Моя мать в таких случаях начинала усиленно подмигивать всякому, чей взгляд ей удавалось перехватить, включая саму Линду. Лицо у Линды при этом становилось каменным. Она не выносила Скакалку, сознавая, что до встречи с Фабрисом сама уже сворачивала на ту же дорожку, и содрогалась теперь, наблюдая воочию, к чему она приводит. Мать начала с того, что избрала в общении с Линдой подход типа «чего уж там лукавить, душечка, — да, мы с тобой падшие женщины», и худшего выбора сделать не могла. Линда стала вести себя с нею не только отчужденно и холодно, но просто грубо, и бедная Скакалка, не понимая, что она сделала обидного, на первых порах очень страдала. Потом сама стала в позу и объявила, что со стороны Линды нелепо держаться подобным образом — ломаться и строить из себя принцессу, когда ты на самом-то деле дамочка легкого поведения, пусть и высшего разряда.
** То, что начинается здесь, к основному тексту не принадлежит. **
use axum::{
    extract::{Query, State},
    response::Json,
    routing::{get, post},
    Router,
};
use chrono::Utc;

use crate::{
    dashboard::{DashboardQuery, DashboardSnapshot},
    errors::ServiceError,
    models::AcknowledgeAlertRequest,
    services::alerts::AcknowledgementView,
    ApiResponse, AppState,
};

/// Build the dashboard Router scoped under `/api/v1/dashboard`.
pub fn dashboard_routes() -> Router<AppState> {
    Router::new()
        .route("/", get(get_dashboard))
        .route("/alerts/acknowledge", post(acknowledge_alert))
}

/// Statistics, metrics, trends and alerts for the selected filters
#[utoipa::path(
    get,
    path = "/api/v1/dashboard",
    params(DashboardQuery),
    responses(
        (status = 200, description = "Dashboard snapshot", body = ApiResponse<DashboardSnapshot>),
        (status = 400, description = "Invalid filter parameters", body = crate::errors::ErrorResponse)
    ),
    tag = "Dashboard"
)]
pub async fn get_dashboard(
    State(state): State<AppState>,
    Query(query): Query<DashboardQuery>,
) -> Result<Json<ApiResponse<DashboardSnapshot>>, ServiceError> {
    let parsed = query.parse_within(state.config.dashboard.max_range_days)?;
    let today = Utc::now().date_naive();
    let snapshot = state.services.dashboard.snapshot(&parsed, today).await?;
    Ok(Json(ApiResponse::success(snapshot)))
}

/// Persist an alert dismissal so it is not shown again for the same situation
#[utoipa::path(
    post,
    path = "/api/v1/dashboard/alerts/acknowledge",
    request_body = AcknowledgeAlertRequest,
    responses(
        (status = 200, description = "Alert acknowledged (idempotent)", body = ApiResponse<AcknowledgementView>),
        (status = 422, description = "Invalid acknowledgement", body = crate::errors::ErrorResponse)
    ),
    tag = "Dashboard"
)]
pub async fn acknowledge_alert(
    State(state): State<AppState>,
    Json(request): Json<AcknowledgeAlertRequest>,
) -> Result<Json<ApiResponse<AcknowledgementView>>, ServiceError> {
    let acknowledgement = state.services.alerts.acknowledge(request).await?;
    Ok(Json(ApiResponse::success(acknowledgement)))
}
Я попыталась объяснить, какой романтики исполнено Линдино отношение к Фабрису, к тем месяцам, что она провела с ним, но у Скакалки собственные чувства за давностью притупились, и она то ли не смогла, то ли не захотела понять.
— Она ведь с Суветером жила, верно? — сказала мне моя мать вскоре после того, как Линда водворилась в Алконли.
— Откуда ты знаешь?
— Да на Ривьере все это знали. Про Суветера такое почему-то всегда становится известно. А на сей раз это отчасти сделалось событием, потому что казалось, он навечно уже связал себя с этой нудной Ламбаль, но ей потом пришлось по делам уехать в Англию — тут-то Линдочка не растерялась и сцапала его. Великолепный улов, можно ее поздравить, только не понимаю, довогая, для чего столько важности напускать на себя по такому поводу. Сейди не знает, это ясно, и я, конечно, не проговорюсь ей ни под каким видом, не такой я человек, но когда мы в своем кругу, Линда, по-моему, могла бы все-таки держаться чуточку приветливей.
Чета Алконли по-прежнему пребывала в уверенности, что Линда — верная жена Кристиану, который находился в то время в Каире, и, разумеется, мысли такой не допускали, что ребенок может быть не от него. Они давно простили ей уход от Тони, хотя и числили себя за то людьми определенно широких взглядов. Время от времени они осведомлялись у нее, что поделывает Кристиан — не потому, что в самом деле хотели знать, а чтобы Линда не чувствовала себя обойденной, когда мы с Луизой рассказывали о своих мужьях. В ответ ей приходилось придумывать новости, которые якобы сообщал в своих письмах Кристиан.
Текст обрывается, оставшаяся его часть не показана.